WASHINGTON — The Trump administration moved closer on Thursday to opening thousands of miles within Alaska’s pristine Arctic National Wildlife Refuge to oil and gas leasing, issuing a draft report that concluded the polar bears, caribou and other wildlife could safely share their untouched wilderness with oil and gas producers.
The report released by the Bureau of Land Management studied the environmental impact of opening between two-thirds and all of 1.65 million acres (667,731 hectares) of coastal plain within the remote refuge for oil and gas leasing.
Release of Thursday’s legally required environmental impact statement marks one of the last major actions in office by Interior Secretary Ryan Zinke, an ardent supporter of the oil and gas industry who leaves office Jan. 2 amid ethics investigations.

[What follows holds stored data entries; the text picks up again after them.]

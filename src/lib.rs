//! macswap - change a network interface's MAC address.
//!
//! The library resolves an interface label to the OS handle needed to
//! reconfigure it, applies a new hardware address through the platform's
//! privileged tools, reads back the address in effect, and remembers the
//! last address it applied.
//!
//! ```no_run
//! use macswap::{detect, Config, JsonFileStore, MacController, SystemExecutor};
//!
//! let config = Config::load()?;
//! let backend = detect(&config, SystemExecutor::new(config.command_timeout));
//! let store = JsonFileStore::new(&config.state_file);
//! let mut controller = MacController::new(&config, backend, store);
//!
//! controller.generate();
//! let applied = controller.apply()?;
//! println!("{}", applied);
//! # Ok::<(), macswap::MacError>(())
//! ```

pub mod command;
pub mod config;
pub mod controller;
pub mod domain;
pub mod error;
pub mod platform;
pub mod privilege;
pub mod reporter;
pub mod store;

pub use command::{CommandExecutor, CommandOutput, SystemExecutor};
pub use config::Config;
pub use controller::MacController;
pub use domain::{AppliedState, ControllerState, MacAddress};
pub use error::{ApplyStep, CommandError, ErrorKind, MacError, MacResult};
pub use platform::{detect, InterfaceHandle, NetworkBackend};
pub use reporter::{ConsoleReporter, Operation, StatusReporter};
pub use store::{JsonFileStore, PersistenceStore};
//! Console-based status reporter.

use std::io::{self, Write};

use crate::domain::MacAddress;
use crate::error::MacError;
use crate::reporter::{Operation, StatusReporter};

const GREEN: &str = "\x1b[32m";
const RED: &str = "\x1b[31m";
const BLUE: &str = "\x1b[34m";
const RESET: &str = "\x1b[0m";

/// Reports results to the terminal.
///
/// Results go to stdout, failures to stderr.
pub struct ConsoleReporter {
    /// Whether to use colors in output
    use_colors: bool,
    /// Print only the bare address on success
    quiet: bool,
}

impl ConsoleReporter {
    /// Create a new console reporter.
    pub fn new() -> Self {
        Self {
            use_colors: true,
            quiet: false,
        }
    }

    /// Enable or disable colored output.
    pub fn with_colors(mut self, use_colors: bool) -> Self {
        self.use_colors = use_colors;
        self
    }

    /// Print only addresses, for scripts.
    pub fn with_quiet(mut self, quiet: bool) -> Self {
        self.quiet = quiet;
        self
    }

    fn paint(&self, color: &str, text: String) -> String {
        if self.use_colors {
            format!("{}{}{}", color, text, RESET)
        } else {
            text
        }
    }

    fn format_address(&self, op: Operation, mac: MacAddress) -> String {
        if self.quiet {
            return mac.to_string();
        }

        match op {
            Operation::Generate => self.paint(BLUE, format!("Generated new MAC: {}", mac)),
            Operation::Inspect => self.paint(BLUE, format!("Current MAC: {}", mac)),
            Operation::SetCustom => self.paint(GREEN, format!("Custom MAC set: {}", mac)),
            Operation::Apply => self.paint(GREEN, format!("Applied MAC: {}", mac)),
            Operation::Reset => self.paint(GREEN, format!("Reset MAC to {}", mac)),
            Operation::Saved => self.paint(BLUE, format!("Saved MAC: {}", mac)),
        }
    }

    fn format_error(&self, op: Operation, err: &MacError) -> String {
        let mut output = self.paint(RED, format!("{} failed [{}]: {}", op, err.kind(), err));

        // Point at the likely fix for the recoverable kinds
        match err {
            MacError::Permission { .. } => {
                output.push_str("\n  hint: re-run as root/Administrator or pass --sudo");
            }
            MacError::Apply { step, .. } if step.follows_disable() => {
                output.push_str("\n  hint: the interface may have been left disabled");
            }
            MacError::NoCandidate => {
                output.push_str("\n  hint: run generate, inspect or set first");
            }
            _ => {}
        }

        output
    }
}

impl Default for ConsoleReporter {
    fn default() -> Self {
        Self::new()
    }
}

impl StatusReporter for ConsoleReporter {
    fn report_address(&self, op: Operation, mac: MacAddress) {
        let output = self.format_address(op, mac);
        let mut stdout = io::stdout().lock();
        let _ = writeln!(stdout, "{}", output);
    }

    fn report_error(&self, op: Operation, err: &MacError) {
        let output = self.format_error(op, err);
        let mut stderr = io::stderr().lock();
        let _ = writeln!(stderr, "{}", output);
    }

    fn report_info(&self, message: &str) {
        if !self.quiet {
            println!("{}", message);
        }
    }
}

#[cfg(test)]
mod tests {
    use super::*;
    use crate::error::ApplyStep;

    fn mac() -> MacAddress {
        MacAddress::new([0x02, 0xaa, 0xbb, 0xcc, 0xdd, 0xee])
    }

    #[test]
    fn test_format_address_plain() {
        let reporter = ConsoleReporter::new().with_colors(false);
        assert_eq!(
            reporter.format_address(Operation::Apply, mac()),
            "Applied MAC: 02:AA:BB:CC:DD:EE"
        );
        assert_eq!(
            reporter.format_address(Operation::Reset, mac()),
            "Reset MAC to 02:AA:BB:CC:DD:EE"
        );
    }

    #[test]
    fn test_format_address_colored() {
        let reporter = ConsoleReporter::new();
        let output = reporter.format_address(Operation::SetCustom, mac());
        assert!(output.starts_with(GREEN));
        assert!(output.ends_with(RESET));
    }

    #[test]
    fn test_quiet_prints_bare_address() {
        let reporter = ConsoleReporter::new().with_quiet(true);
        assert_eq!(
            reporter.format_address(Operation::Generate, mac()),
            "02:AA:BB:CC:DD:EE"
        );
    }

    #[test]
    fn test_format_error_hints() {
        let reporter = ConsoleReporter::new().with_colors(false);

        let denied = MacError::Permission {
            step: ApplyStep::LinkDown,
            detail: "Operation not permitted".to_string(),
        };
        let output = reporter.format_error(Operation::Apply, &denied);
        assert!(output.starts_with("apply failed [PermissionError]"));
        assert!(output.contains("--sudo"));

        let partial = MacError::Apply {
            step: ApplyStep::WriteAddress,
            command: "reg add".to_string(),
            status: Some(1),
            stderr: String::new(),
        };
        assert!(reporter
            .format_error(Operation::Reset, &partial)
            .contains("left disabled"));

        let format = MacError::Format("zz".to_string());
        assert!(!reporter.format_error(Operation::SetCustom, &format).contains("hint"));
    }
}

In a statement, Zinke called the step toward opening Alaska’s North Slope for oil and gas development a move toward an “energy-dominant America.”
A strong leasing program within the wilderness area “helps us realize our tremendous energy potential without harming our environment or way of life,” said Sen. Lisa Murkowski, R-Alaska, chairwoman of the Senate’s Energy and Natural Resources Committee, in another statement.
The administration’s environmental review acknowledged that opening the coastal plains within the nation’s largest wildlife refuge would impact Alaska Native hunters, as well as caribou herds and other arctic animals and migratory birds that depend upon the refuge.
The report concluded, however, that the lease sales could be carried out “while balancing biological and ecological concerns.”
President Donald Trump had insisted Congress include a provision mandating the lease sales within the wildlife refuge in recent tax legislation. Trump said a friend had told him that every Republican president since Ronald Reagan had tried and failed to open the wildlife refuge for oil and gas.
President Bill Clinton vetoed a GOP plan to allow drilling in the refuge in 1995. Democrats defeated a similar Republican proposal a decade later.
Environmental groups accuse the administration of hurrying the process through, barring adequate review of the risks of opening one of the United States’ wildest remaining areas to oil and gas prospecting and drilling.
Official publication of Thursday’s environmental impact statement opens a period of public review, which ends in February.
“The process laid out in the plan is rushed and reckless, defying good science and meaningful dialogue with stakeholders,” Jamie Williams, head of the non-profit Wilderness Society, said in a statement.
“Some places should remain untouched for future generations,” Williams said.
“This is a land grab, pure and simple, and the individuals responsible care little about impacts to wildlife or the damage they would be inflicting on Alaska Native people,” executive director Adam Kolton of the Alaska Wilderness League said.
The report examines wildlife and habitat at risk from opening the wilderness area.
For example, a declining local population of 900 polar bears uses the targeted area for raising cubs and hunting.
The pounding of seismic testing for underground oil and gas reserves could drive those bears to abandon dens and the cubs in them, the report acknowledges.
Bears at large would be at increased risk from oilfield spills and chemicals, traffic, and run-ins with oil and gas and construction crews, the report warns.
“The potential for injury or mortality could be high when developing new oil and gas projects in polar bear habitat,” the report said.
The risks are known and could be reduced, however, it concludes.
The Trump administration and congressional Republicans said the oil and gas leases would help pay for the tax cuts approved by Congress and signed by Trump in December.
Environmental groups and other critics call hopes of any big payoff unfounded, citing falling oil prices globally and the high costs of operating in the Arctic’s difficult terrain.
The administration plan calls for at least two major lease sales over the next decade of at least 625 square miles (1,618.75 square kilometres) each in the refuge’s coastal plain.
The legislation limits surface development to 3 square miles (7.77 square kilometres).
However, the Bureau of Land Management in its environmental review said it interpreted that limit as applying only “at any given time,” suggesting oil and gas drilling sites could use more than 2,000 acres (809.37 hectares) over time.